Obama did apply pressure and got Netanyahu to freeze settlements for ten months in 2010. Even then Abbas didn’t come to the table in good faith. (He waited until the freeze had nearly expired and then refused to negotiate when Netanyahu wouldn’t extend it.)
Then Abbas declared in a New York Times op-ed:
Palestine’s admission to the United Nations would pave the way for the internationalization of the conflict as a legal matter, not only a political one. It would also pave the way for us to pursue claims against Israel at the United Nations, human rights treaty bodies and the International Court of Justice.
In this way, on the friendly pages of the New York Times, Abbas mapped out his subsequent policy. He didn’t get the pressure he wanted from President Obama, so he was going to the anti-Israel international bodies to get them to pressure Israel instead. The New York Times never disavowed this op-ed or criticize its author for undermining the premises of a peace process it claims to embrace. The New York Times, by legitimizing Abbas’s efforts to bypass negotiations, did more to derail the peace process than any Israeli Prime Minister ever did. Yet no one in their editorial offices has the courage to acknowledge this.
Last week’s editorial concludes:
Along with Mr. Netanyahu, the biggest drag on serious progress seems to be the Palestinian Authority president, Mahmoud Abbas, who has shown no sign of dropping his demand that Israel halt settlements before negotiations resume.
Mr. Abbas squandered a chance at a peace deal in 2008. It would be foolish to do so again.
Why would it be foolish for Abbas to pass up another peace deal? “Peace advocates” like the New York Times will simply instruct Israel to make Abbas (or his successor) happy or be responsible for the failure of peace. Abbas (and before him, Yasser Arafat) never had any incentive to make peace. He knows that peace processors only assign a moral imperative for Israel to make peace. If there’s no peace it’s because Israel didn’t do enough and there’s never any penalty for a Palestinian leader to say “no.” So why make peace? Just insist that the offer’s not good enough and others will tell Israel to sweeten the pot. (Besides being perceived as essential to peace is a lucrative position.)

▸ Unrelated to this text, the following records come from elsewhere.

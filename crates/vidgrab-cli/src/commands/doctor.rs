use anyhow::Result;
use std::process::ExitCode;
use vidgrab_core::{deps, Config};

pub async fn run(config: &Config) -> Result<ExitCode> {
    println!("vidgrab dependency check\n");

    let statuses = deps::check_all(config).await;
    let mut required_ok = true;

    for status in &statuses {
        print!("{:<8} ", format!("{}:", status.name));
        match (&status.path, &status.version) {
            (Some(path), Some(version)) => {
                println!("OK ({}, {})", version, path.display());
            }
            (Some(path), None) => {
                println!("FOUND but failed to get version ({})", path.display());
                required_ok &= !status.required;
            }
            (None, _) => {
                println!("NOT FOUND");
                match status.name {
                    "yt-dlp" => println!("         Install with: pip install yt-dlp (or brew install yt-dlp)"),
                    _ => println!("         Install with: sudo apt install ffmpeg (or brew install ffmpeg)"),
                }
                if !status.required {
                    println!("         Audio extraction and format merging will not work");
                }
                required_ok &= !status.required;
            }
        }
    }

    println!();
    if statuses.iter().all(|s| s.is_ok()) {
        println!("All dependencies OK!");
    } else if required_ok {
        println!("vidgrab will run, but some features are unavailable.");
    } else {
        println!("Some dependencies are missing. See above for installation instructions.");
        return Ok(ExitCode::FAILURE);
    }

    Ok(ExitCode::SUCCESS)
}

Organizers of the “anti-normalization” campaign, most of whom belong to Abbas’s Fatah faction, have been boasting that, in recent years, they have succeeded in thwarting dozens of planned meetings between Israelis and Palestinians.
But Fatah has not condemned its own leader, Abbas, for meeting with Yacimovich and other Israelis.
The real problem here is that Abbas himself has not come out against Fatah’s campaign of intimidation and threats. By remaining silent, Abbas in fact appears to have endorsed the “anti-normalization” campaign — at least so long as its does not affect him personally.
By meeting with Israelis, Abbas can pretend for gullible folks like the editors of the New York Times that he’s interested in peace. Meanwhile he sits back and allows others to do the dirty work he probably wishes he could do himself. Peace can only come when the Palestinians want it. Pretending that they want it and would have it if not for the intransigent Netanyahu is an exercise in self-deception.